When I was new in practice, I noticed several patients would have a “bad day” at the same time. At first I wasn’t clear about why — were they all overdoing it? Perhaps a viral infection was going around? Was it my last treatment?

It turns out that the answer is simpler than all that. It’s not just an “old wives tale.” Patients with chronic pain, especially with arthritis or other forms of inflammation, tend to have more pain when a storm is coming. There is some research to support this; one study of 62 rheumatic patients showed definite spikes of pain with weather changes.

For some, there is one specific injury they feel when the weather is bad. For one patient, it was an old gunshot wound. For others, the weather affects their whole body; they ache “all over,” there may be a headache, and even fatigue and mental fogginess.

Most weather-sensitive people notice the pain starts about a day before the storm hits. This lead to the theory that the changing barometric pressure increases the pain. We have all heard the weather forecaster say, “The barometer is falling,” meaning the air pressure is dropping, usually because of an approaching storm. Since a hallmark of inflammation is swelling, the drop in air pressure allows the swollen tissues to expand even more.

The wellness approach to this type of chronic pain and inflammation is to address the problem at its source, or, more commonly, its many sources. For more localized problems, chronic muscle tension can be treated with electrotherapy, deep tissue release and stretching. Joint problems are common with long-term pain and respond best to manipulation. The style of manipulation can be adapted for the patient. Older patients with arthritis and osteoporosis receive gentler treatments.

Anti-inflammatory herbs also are very effective for most patients. Turmeric, Boswellia and willow bark have been used for centuries for chronic pain and inflammation. Unlike anti-inflammatory drugs, which use a chemically altered version of the natural substances in the herbs, they do not damage the stomach, heart and liver with long-term use.

Finally, one of the most effective treatments for chronic pain and inflammation is acupuncture. Patients often ask how the acupuncture works. I think the best explanation is that it jumpstarts the healing process. Chronic pain may have been started by an injury, but a healthy body should be able to heal itself. If the pain persists, it can be seen as a failure of the healing process. It may be blocked because of a poor diet, especially a pro-inflammatory diet; a lack of activity and exercise; or chronic mental and emotional stress. Whatever the reason, acupuncture helps many people heal injuries that have been stuck, failing to heal, for years.
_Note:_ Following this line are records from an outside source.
impl ExitVelocity {
    pub fn classify(avg_seconds: f64) -> Self {
        if avg_seconds < 30.0 {
            ExitVelocity::Immediate
        } else if avg_seconds < 300.0 {
            ExitVelocity::Quick
        } else if avg_seconds < 1800.0 {
            ExitVelocity::Delayed
        } else {
            ExitVelocity::Hesitant
        }
    }
}

#[derive(Debug, Clone, Serialize, Deserialize)]
pub struct BottleneckStep {
    pub step_order: i32,
    pub label: String,
    pub severity_score: f64,
    pub severity: Severity,
    pub drop_off_rate: f64,
    pub impact_percent: f64,
    pub likely_causes: Vec<String>,
}

#[derive(Debug, Clone, Serialize, Deserialize)]
pub struct ExitPath {
    pub step_order: i32,
    pub label: String,
    pub immediate_bounces: i64,
    pub delayed_exits: i64,
}

#[derive(Debug, Clone, Serialize, Deserialize)]
pub struct Recommendation {
    pub step_order: i32,
    pub category: String,
    pub suggestion: String,
}

#[derive(Debug, Clone, Serialize, Deserialize)]
pub struct DropoffSummary {
    pub total_drop_offs: i64,
    #[serde(skip_serializing_if = "Option::is_none")]
    pub biggest_bottleneck_step: Option<i32>,
    pub optimization_potential: f64,
}

// ── Engine entry point ──────────────────────────────────────────────

impl AnalyticsEngine {
    pub fn dropoff(
        &self,
        ctx: TenantContext,
        funnel_id: i64,
        request: &DropoffRequest,
    ) -> Result<Analyzed<DropoffAnalysis>, AppError> {
        let key = Self::funnel_key(
            "funnel:dropoff",
            ctx,
            funnel_id,
            &[
                ("end", request.range.end_date.clone()),
                ("exitPaths", request.include_exit_paths.to_string()),
                ("recommendations", request.include_recommendations.to_string()),
                ("start", request.range.start_date.clone()),
            ],
        );

        let range = parse_range(&request.range, MAX_WINDOW_DAYS)?;

        self.run_cached(&key, CacheClass::ConversionMetrics, || {
            self.compute_dropoff(ctx, funnel_id, request, range)
        })
    }

    fn compute_dropoff(
        &self,
        ctx: TenantContext,
        funnel_id: i64,
        request: &DropoffRequest,
        range: DateRange,
    ) -> Result<DropoffAnalysis, AppError> {
        let (funnel, definition) = self.resolve_funnel(ctx, funnel_id)?;
        let total_steps = definition.total_steps() as i32;

        let rows = steps::dropoff_rows(self.pool(), ctx, funnel_id, total_steps, range)?;

        let step_dropoffs = build_step_dropoffs(&definition, &rows);
        let bottlenecks = build_bottlenecks(&definition, &rows);

        let exit_paths = request.include_exit_paths.then(|| build_exit_paths(&definition, &rows));
        let recommendations = request
            .include_recommendations
            .then(|| build_recommendations(&step_dropoffs, &bottlenecks));

        let summary = build_summary(&rows, &bottlenecks);

        Ok(DropoffAnalysis {
            funnel_id: format_id(IdKind::Funnel, funnel_id),
            funnel_name: funnel.name,
            date_range: range.into(),
            steps: step_dropoffs,
            critical_bottlenecks: bottlenecks,
            exit_paths,
            recommendations,
            summary,
        })
    }
}

// ── Pure builders ───────────────────────────────────────────────────

fn step_label(definition: &FunnelDefinition, order: i32) -> (String, StepType) {
    definition
        .step(order)
        .map(|s| (s.label.clone(), s.step_type))
        .unwrap_or_else(|| (format!("step {order}"), StepType::Event))
}

pub(crate) fn build_step_dropoffs(
    definition: &FunnelDefinition,
    rows: &[DropoffRow],
) -> Vec<StepDropoff> {
    rows.iter()
        .map(|row| {
            let (label, step_type) = step_label(definition, row.step_order);
            StepDropoff {
                step_order: row.step_order,
                label,
                step_type,
                entries: row.entries,
                exits: row.exits,
                drop_off_rate: drop_rate(rows, row.step_order),
                avg_seconds_before_exit: stats::round2(row.avg_seconds_before_exit),
                exit_velocity: ExitVelocity::classify(row.avg_seconds_before_exit),
            }
        })
        .collect()
}

/// Drop-off rate at a step: the share of users who reached the previous step
/// but not this one. Step 0 has no predecessor and drops nobody.
fn drop_rate(rows: &[DropoffRow], step_order: i32) -> f64 {
    if step_order == 0 {
        return 0.0;
    }
    let reached = |order: i32| rows.iter().find(|r| r.step_order == order).map(|r| r.entries).unwrap_or(0);
    let previous = reached(step_order - 1);
    let current = reached(step_order);
    if previous <= 0 {
        return 0.0;
    }
    stats::round2((previous - current).max(0) as f64 / previous as f64 * 100.0)
}

/// Bottlenecks are attributed to the step users failed to reach: the drop
/// into step s is `reached(s-1) - reached(s)`. Severity score is
/// `drop_rate * (entries_to_transition / total_entries) * 2`, clamped to
/// 100; impact is the share of all entrants lost on that transition.
/// Ranking is by drop-off rate, so a late step bleeding most of its
/// remaining users outranks an early broad-but-shallow one.
pub(crate) fn build_bottlenecks(
    definition: &FunnelDefinition,
    rows: &[DropoffRow],
) -> Vec<BottleneckStep> {
    let reached = |order: i32| -> i64 {
        rows.iter().find(|r| r.step_order == order).map(|r| r.entries).unwrap_or(0)
    };
    let total_entries = reached(0);
    if total_entries <= 0 {
        return Vec::new();
    }

    let mut bottlenecks: Vec<BottleneckStep> = Vec::new();
    for row in rows.iter().filter(|r| r.step_order > 0) {
        let previous = reached(row.step_order - 1);
        let dropped = (previous - row.entries).max(0);
        if previous <= 0 || dropped == 0 {
            continue;
        }

        let drop_off_rate = dropped as f64 / previous as f64 * 100.0;
        let weight = previous as f64 / total_entries as f64;
        let severity_score = (drop_off_rate * weight * 2.0).clamp(0.0, 100.0);

        // Time-before-exit belongs to the step the dropped users were stuck on.
        let stuck_row = rows.iter().find(|r| r.step_order == row.step_order - 1);
        let avg_stuck_seconds = stuck_row.map(|r| r.avg_seconds_before_exit).unwrap_or(0.0);
        let (label, step_type) = step_label(definition, row.step_order);

        bottlenecks.push(BottleneckStep {
            step_order: row.step_order,
            label,
            severity_score: stats::round2(severity_score),
            severity: Severity::from_drop_off_rate(drop_off_rate),
            drop_off_rate: stats::round2(drop_off_rate),
            impact_percent: stats::round2(dropped as f64 / total_entries as f64 * 100.0),
            likely_causes: likely_causes(step_type, avg_stuck_seconds),
        });
    }

    bottlenecks.sort_by(|a, b| {
        b.drop_off_rate
            .total_cmp(&a.drop_off_rate)
            .then(b.severity_score.total_cmp(&a.severity_score))
    });
    bottlenecks
}
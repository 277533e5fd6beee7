use serde::{Deserialize, Serialize};

/// Authenticated tenant scope attached to every request by the host's auth
/// layer. Every read and write in the core carries both identifiers; an
/// operation without them is refused before it reaches a store.
#[derive(Debug, Clone, Copy, PartialEq, Eq, Serialize, Deserialize)]
pub struct TenantContext {
    pub tenant_id: i64,
    pub workspace_id: i64,
}

impl TenantContext {
    pub fn new(tenant_id: i64, workspace_id: i64) -> Self {
        Self {
            tenant_id,
            workspace_id,
        }
    }
}
//! The state-transition algorithm.
//!
//! Pure planning separated from persistence: [`plan_transition`] decides
//! what the state should look like after an event, the worker persists it
//! through the monotonic upsert in [`crate::store`].

use funnelcast_common::event::EventRecord;
use funnelcast_common::funnel::{FunnelDefinition, StepDefinition, StepType, UserFunnelState};

use crate::store::StateUpsert;

#[derive(Debug, Clone, Copy, PartialEq, Eq)]
pub enum TransitionKind {
    /// First matching event for this user and funnel.
    Entered,
    /// Forward progress to a higher step.
    Advanced,
    /// Reached a conversion step.
    Completed,
    /// Matched without forward progress; only activity is refreshed.
    ActivityOnly,
}

impl TransitionKind {
    /// Significant transitions invalidate the live-metrics cache.
    pub fn is_significant(self) -> bool {
        !matches!(self, TransitionKind::ActivityOnly)
    }
}

#[derive(Debug, Clone)]
pub struct PlannedTransition {
    pub kind: TransitionKind,
    pub upsert: StateUpsert,
}

/// Computes the post-event state for a matched step.
///
/// No prior state creates a fresh record at the matched step. With a prior
/// state, a higher matched order advances; a conversion-typed step completes
/// (completion is terminal). Anything else only refreshes activity, so
/// re-delivering an event never regresses the state.
pub fn plan_transition(
    definition: &FunnelDefinition,
    step: &StepDefinition,
    prior: Option<&UserFunnelState>,
    event: &EventRecord,
) -> PlannedTransition {
    let conversion_matched = step.step_type == StepType::Conversion;

    match prior {
        None => {
            let kind = if conversion_matched { TransitionKind::Completed } else { TransitionKind::Entered };
            PlannedTransition {
                kind,
                upsert: StateUpsert {
                    funnel_version_id: definition.funnel_version_id,
                    anonymous_id: event.anonymous_id.clone(),
                    lead_id: event.lead_id.clone(),
                    current_step_index: step.order_index,
                    entered_at: event.timestamp,
                    last_activity_at: event.timestamp,
                    completed_at: conversion_matched.then_some(event.timestamp),
                    status: if conversion_matched { "completed" } else { "active" }.to_string(),
                },
            }
        }
        Some(state) => {
            let already_completed = state.status == "completed";
            let advances = step.order_index > state.current_step_index;
            let completes = conversion_matched && !already_completed;

            let kind = if completes {
                TransitionKind::Completed
            } else if advances && !already_completed {
                TransitionKind::Advanced
            } else {
                TransitionKind::ActivityOnly
            };

            PlannedTransition {
                kind,
                upsert: StateUpsert {
                    funnel_version_id: state.funnel_version_id,
                    anonymous_id: state.anonymous_id.clone(),
                    lead_id: event.lead_id.clone().or_else(|| state.lead_id.clone()),
                    current_step_index: state.current_step_index.max(step.order_index),
                    entered_at: state.entered_at.min(event.timestamp),
                    last_activity_at: state.last_activity_at.max(event.timestamp),
                    completed_at: state
                        .completed_at
                        .or_else(|| completes.then_some(event.timestamp)),
                    status: if already_completed || completes {
                        "completed".to_string()
                    } else {
                        state.status.clone()
                    },
                },
            }
        }
    }
}

#[cfg(test)]
mod tests {
    use super::*;
    use chrono::{DateTime, TimeZone, Utc};
    use funnelcast_common::funnel::StepMatchRule;

    fn ts(minute: u32) -> DateTime<Utc> {
        Utc.with_ymd_and_hms(2025, 3, 1, 0, minute, 0).unwrap()
    }

    fn definition() -> FunnelDefinition {
        let step = |order: i32, step_type: StepType, rule: StepMatchRule| StepDefinition {
            order_index: order,
            step_type,
            label: format!("step {order}"),
            metadata: None,
            matches: vec![rule],
        };
        FunnelDefinition {
            funnel_id: 1,
            funnel_version_id: 7,
            version: 1,
            window_days: 14,
            steps: vec![
                step(0, StepType::Start, StepMatchRule::EventName { value: "begin".to_string() }),
                step(1, StepType::Page, StepMatchRule::PageUrl { pattern: "/checkout".to_string() }),
                step(2, StepType::Conversion, StepMatchRule::EventName { value: "purchase".to_string() }),
            ],
        }
    }

    fn event(name: &str, minute: u32) -> EventRecord {
        EventRecord {
            event_id: uuid::Uuid::nil(),
            tenant_id: 1,
            workspace_id: 1,
            anonymous_id: "a_u1".to_string(),
            lead_id: None,
            session_id: "s1".to_string(),
            event_name: name.to_string(),
            timestamp: ts(minute),
            page: None,
            utm: None,
            device: None,
            geo: None,
            props: None,
            funnel_id: None,
            funnel_step_order: None,
        }
    }

    fn state_from(upsert: &StateUpsert) -> UserFunnelState {
        UserFunnelState {
            id: 1,
            tenant_id: 1,
            workspace_id: 1,
            funnel_id: 1,
            funnel_version_id: upsert.funnel_version_id,
            anonymous_id: upsert.anonymous_id.clone(),
            lead_id: upsert.lead_id.clone(),
            current_step_index: upsert.current_step_index,
            entered_at: upsert.entered_at,
            last_activity_at: upsert.last_activity_at,
            completed_at: upsert.completed_at,
            exited_at: None,
            status: upsert.status.clone(),
        }
    }

    // Full progression: begin at 00:00, checkout at 00:05, purchase at
    // 00:10 ends completed at step 2 with the original entry time.
    #[test]
    fn full_progression_completes() {
        let definition = definition();

        let entered = plan_transition(
            &definition,
            definition.step(0).unwrap(),
            None,
            &event("begin", 0),
        );
        assert_eq!(entered.kind, TransitionKind::Entered);
        assert_eq!(entered.upsert.current_step_index, 0);
        assert_eq!(entered.upsert.status, "active");

        let after_entry = state_from(&entered.upsert);
        let advanced = plan_transition(
            &definition,
            definition.step(1).unwrap(),
            Some(&after_entry),
            &event("visit", 5),
        );
        assert_eq!(advanced.kind, TransitionKind::Advanced);
        assert_eq!(advanced.upsert.current_step_index, 1);

        let after_advance = state_from(&advanced.upsert);
        let completed = plan_transition(
            &definition,
            definition.step(2).unwrap(),
            Some(&after_advance),
            &event("purchase", 10),
        );
        assert_eq!(completed.kind, TransitionKind::Completed);
        assert_eq!(completed.upsert.current_step_index, 2);
        assert_eq!(completed.upsert.status, "completed");
        assert_eq!(completed.upsert.entered_at, ts(0));
        assert_eq!(completed.upsert.completed_at, Some(ts(10)));
    }

    #[test]
    fn duplicate_delivery_is_idempotent() {
        let definition = definition();
        let first = plan_transition(&definition, definition.step(0).unwrap(), None, &event("begin", 0));
        let state = state_from(&first.upsert);

        let replay = plan_transition(
            &definition,
            definition.step(0).unwrap(),
            Some(&state),
            &event("begin", 0),
        );
        assert_eq!(replay.kind, TransitionKind::ActivityOnly);
        assert_eq!(replay.upsert.current_step_index, state.current_step_index);
        assert_eq!(replay.upsert.entered_at, state.entered_at);
        assert_eq!(replay.upsert.last_activity_at, state.last_activity_at);
        assert_eq!(replay.upsert.status, state.status);
    }

    #[test]
    fn late_lower_step_never_regresses() {
        let definition = definition();
        let advanced = StateUpsert {
            funnel_version_id: 7,
            anonymous_id: "a_u1".to_string(),
            lead_id: None,
            current_step_index: 1,
            entered_at: ts(0),
            last_activity_at: ts(5),
            completed_at: None,
            status: "active".to_string(),
        };
        let state = state_from(&advanced);

        // A delayed step-0 event arrives after the user already reached 1.
        let replay = plan_transition(
            &definition,
            definition.step(0).unwrap(),
            Some(&state),
            &event("begin", 3),
        );
        assert_eq!(replay.kind, TransitionKind::ActivityOnly);
        assert_eq!(replay.upsert.current_step_index, 1);
        assert_eq!(replay.upsert.last_activity_at, ts(5));
    }

    #[test]
    fn completion_is_terminal() {
        let definition = definition();
        let done = StateUpsert {
            funnel_version_id: 7,
            anonymous_id: "a_u1".to_string(),
            lead_id: None,
            current_step_index: 2,
            entered_at: ts(0),
            last_activity_at: ts(10),
            completed_at: Some(ts(10)),
            status: "completed".to_string(),
        };
        let state = state_from(&done);

        let replay = plan_transition(
            &definition,
            definition.step(2).unwrap(),
            Some(&state),
            &event("purchase", 20),
        );
        assert_eq!(replay.kind, TransitionKind::ActivityOnly);
        assert_eq!(replay.upsert.status, "completed");
        assert_eq!(replay.upsert.completed_at, Some(ts(10)));
    }

    #[test]
    fn conversion_on_first_contact_completes_immediately() {
        let definition = definition();
        let planned = plan_transition(
            &definition,
            definition.step(2).unwrap(),
            None,
            &event("purchase", 0),
        );
        assert_eq!(planned.kind, TransitionKind::Completed);
        assert_eq!(planned.upsert.status, "completed");
    }

    #[test]
    fn significance_flags() {
        assert!(TransitionKind::Entered.is_significant());
        assert!(TransitionKind::Advanced.is_significant());
        assert!(TransitionKind::Completed.is_significant());
        assert!(!TransitionKind::ActivityOnly.is_significant());
    }
}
It also is important to treat chronic inflammation and pain from a whole body perspective. Our modern diets are very “pro-inflammatory.” We tend to eat foods with a fatty acid balance that favors inflammation, such as grains, grain-fed meats and vegetable oils. We also eat lots of processed foods: soda, sugars, artificial sweeteners and flavorings, refined cereals and pastries. A healthier diet of whole foods, grass-fed meats, minimal sweets and pastries, and water to drink will improve your body’s natural healing process, and possibly help you to dread weather changes a little less.